This is one of the pages of the Holy Opposites story arc.

Chapter 28


Chapter Twenty Nine:[edit | edit source]

Suivi sat on the floor of the Baneite satellite temple, slowly running an enchanted piece of wood over the rune carved in the wall. There had been many such runes on the stone tiles surrounding the portal. He was no wizard, but he knew a spell anchor when he saw it. His trip back to the place with the Paladin had confirmed it.

Suivi’s hand tightened on the wand as he forced away his memories of the brutal confession that had followed. He still felt a bit helpless, but…

His hand suddenly twitched. It hadn’t been voluntary. He stopped the wand as it dragged over the stone, and he felt it start pulsing in rhythm. The sensation was so faint he could barely feel it, but it was there. “This one,” he said. A Watch officer painted a daub of white paint on the same brick. Suivi put down that stick and lifted another. He pressed the new wand against the same spot and focused. Moments later, he felt the faintest pull on the wand’s end. “That way,” he said, pointing in the direction he had felt.

The Watch officer daubed a yellow arrow on the floor in the trap hall, which mercifully had been cleared of bodies. “Where did you get those wands?” one officer asked.

“Bought them, actually, from an arcanist’s store in Athkatla,” Suivi said truthfully.
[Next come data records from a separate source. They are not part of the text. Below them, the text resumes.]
//! Chat message store and endpoints.
//!
//! A send is persisted first (message plus a `message`-kind notification
//! for the receiver), then pushed to the receiver's connection if they are
//! online. Push failures never fail the send; the client re-fetches
//! history on next load. Messages are immutable except for the seen flag.

use axum::{
    extract::{Path, State},
    http::StatusCode,
    Json,
};
use chrono::Utc;
use rusqlite::Connection;
use serde::Deserialize;
use serde_json::json;
use uuid::Uuid;

use crate::auth::Actor;
use crate::db::models::ChatMessage;
use crate::error::ApiError;
use crate::notifications::{self, NotificationKind};
use crate::state::AppState;
use crate::users;
use crate::ws::events::Event;

// --- Store operations ---

pub fn create_message(
    conn: &Connection,
    sender_id: &str,
    receiver_id: &str,
    content: &str,
) -> Result<ChatMessage, ApiError> {
    let message = ChatMessage {
        id: Uuid::now_v7().to_string(),
        sender_id: sender_id.to_string(),
        receiver_id: receiver_id.to_string(),
        content: content.to_string(),
        seen: false,
        created_at: Utc::now().to_rfc3339(),
    };

    conn.execute(
        "INSERT INTO chat_messages (id, sender_id, receiver_id, content, seen, created_at)
         VALUES (?1, ?2, ?3, ?4, 0, ?5)",
        rusqlite::params![
            message.id,
            message.sender_id,
            message.receiver_id,
            message.content,
            message.created_at,
        ],
    )?;

    Ok(message)
}

/// Full history between two users in both directions, chronological.
/// No server-side deduplication: if a pushed message races a re-fetch,
/// the client reconciles by message id.
pub fn history_between(
    conn: &Connection,
    user_a: &str,
    user_b: &str,
) -> Result<Vec<ChatMessage>, ApiError> {
    let mut stmt = conn.prepare(
        "SELECT id, sender_id, receiver_id, content, seen, created_at
         FROM chat_messages
         WHERE (sender_id = ?1 AND receiver_id = ?2)
            OR (sender_id = ?2 AND receiver_id = ?1)
         ORDER BY created_at ASC, id ASC",
    )?;

    let messages = stmt
        .query_map(rusqlite::params![user_a, user_b], row_to_message)?
        .collect::<Result<Vec<_>, _>>()?;

    Ok(messages)
}

/// Flip seen on every unseen message from `sender_id` to `receiver_id`.
/// Returns the number of rows affected.
pub fn mark_seen_from(
    conn: &Connection,
    sender_id: &str,
    receiver_id: &str,
) -> Result<usize, ApiError> {
    let updated = conn.execute(
        "UPDATE chat_messages SET seen = 1
         WHERE sender_id = ?1 AND receiver_id = ?2 AND seen = 0",
        rusqlite::params![sender_id, receiver_id],
    )?;
    Ok(updated)
}

fn row_to_message(row: &rusqlite::Row<'_>) -> rusqlite::Result<ChatMessage> {
    Ok(ChatMessage {
        id: row.get(0)?,
        sender_id: row.get(1)?,
        receiver_id: row.get(2)?,
        content: row.get(3)?,
        seen: row.get(4)?,
        created_at: row.get(5)?,
    })
}

// --- REST endpoint handlers ---

#[derive(Debug, Deserialize)]
pub struct SendMessageRequest {
    pub receiver: String,
    pub content: String,
}

/// POST /api/chats — Send a chat message.
/// Validation happens before any write: an invalid request leaves no
/// partial rows behind.
pub async fn send_message(
    State(state): State<AppState>,
    Actor(sender_id): Actor,
    Json(body): Json<SendMessageRequest>,
) -> Result<(StatusCode, Json<ChatMessage>), ApiError> {
    if body.receiver.trim().is_empty() || body.content.trim().is_empty() {
        return Err(ApiError::validation("Receiver and content are required"));
    }

    let db = state.db.clone();
    let receiver_id = body.receiver.clone();
    let content = body.content.clone();
    let sender = sender_id.clone();

    let (message, notification, email) = tokio::task::spawn_blocking(move || {
        let conn = db
            .lock()
            .map_err(|_| ApiError::internal("db lock poisoned"))?;

        if users::find_user(&conn, &receiver_id)
            .map_err(ApiError::from)?
            .is_none()
        {
            return Err(ApiError::not_found("Receiver not found"));
        }

        let message = create_message(&conn, &sender, &receiver_id, &content)?;

        let sender_name = users::display_name(&conn, &sender);
        let notification = notifications::create(
            &conn,
            &receiver_id,
            Some(&sender),
            NotificationKind::Message,
            &format!("New message from {sender_name}"),
        )?;
        let email = notifications::email_fallback(&conn, &receiver_id, &notification);

        Ok::<_, ApiError>((message, notification, email))
    })
    .await??;

    // Best-effort realtime delivery; the persisted rows are the record of
    // truth either way.
    state
        .dispatcher
        .deliver(&message.receiver_id, &Event::chat_message(&message));
    state.dispatcher.deliver_notification(
        &notification.recipient_id,
        &Event::notification(&notification),
        email,
    );

    Ok((StatusCode::CREATED, Json(message)))
}

/// GET /api/chats/{user_id} — Chat history with another user, chronological.
pub async fn get_history(
    State(state): State<AppState>,
    Actor(current_user): Actor,
    Path(user_id): Path<String>,
) -> Result<Json<Vec<ChatMessage>>, ApiError> {
    let db = state.db.clone();

    let messages = tokio::task::spawn_blocking(move || {
        let conn = db
            .lock()
            .map_err(|_| ApiError::internal("db lock poisoned"))?;
        history_between(&conn, &current_user, &user_id)
    })
    .await??;

    Ok(Json(messages))
}

#[derive(Debug, Deserialize)]
pub struct MarkSeenRequest {
    pub sender: String,
}

/// POST /api/chats/seen — Mark all messages from a sender to the actor seen.
pub async fn mark_seen(
    State(state): State<AppState>,
    Actor(receiver_id): Actor,
    Json(body): Json<MarkSeenRequest>,
) -> Result<Json<serde_json::Value>, ApiError> {
    let db = state.db.clone();

    tokio::task::spawn_blocking(move || {
        let conn = db
            .lock()
            .map_err(|_| ApiError::internal("db lock poisoned"))?;
        mark_seen_from(&conn, &body.sender, &receiver_id)
    })
    .await??;

    Ok(Json(json!({ "message": "Chats marked as seen" })))
}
Hang on…” he trailed off as he paused his wand again on the next tile. “No… nothing. This portal is really old. I think Halaster himself must have made this.”

“Probably,” the Watch officer admitted. Suivi sighed in hidden relief. He had been afraid of the Watch pressing him hard. As far as he knew, only a few Watch members were aware of his new and old affiliations.

The wands attuned to conjuration and teleportation magic, which Suivi was using to detect the portal keys. Since the destination was on the same plane, the runes could align with specific, pre-set targets. A wizard could have derived the destination through a careful reverse engineering of the magic in the portal, but his lockpick’s senses were more useful for simply deriving the direction on the spot.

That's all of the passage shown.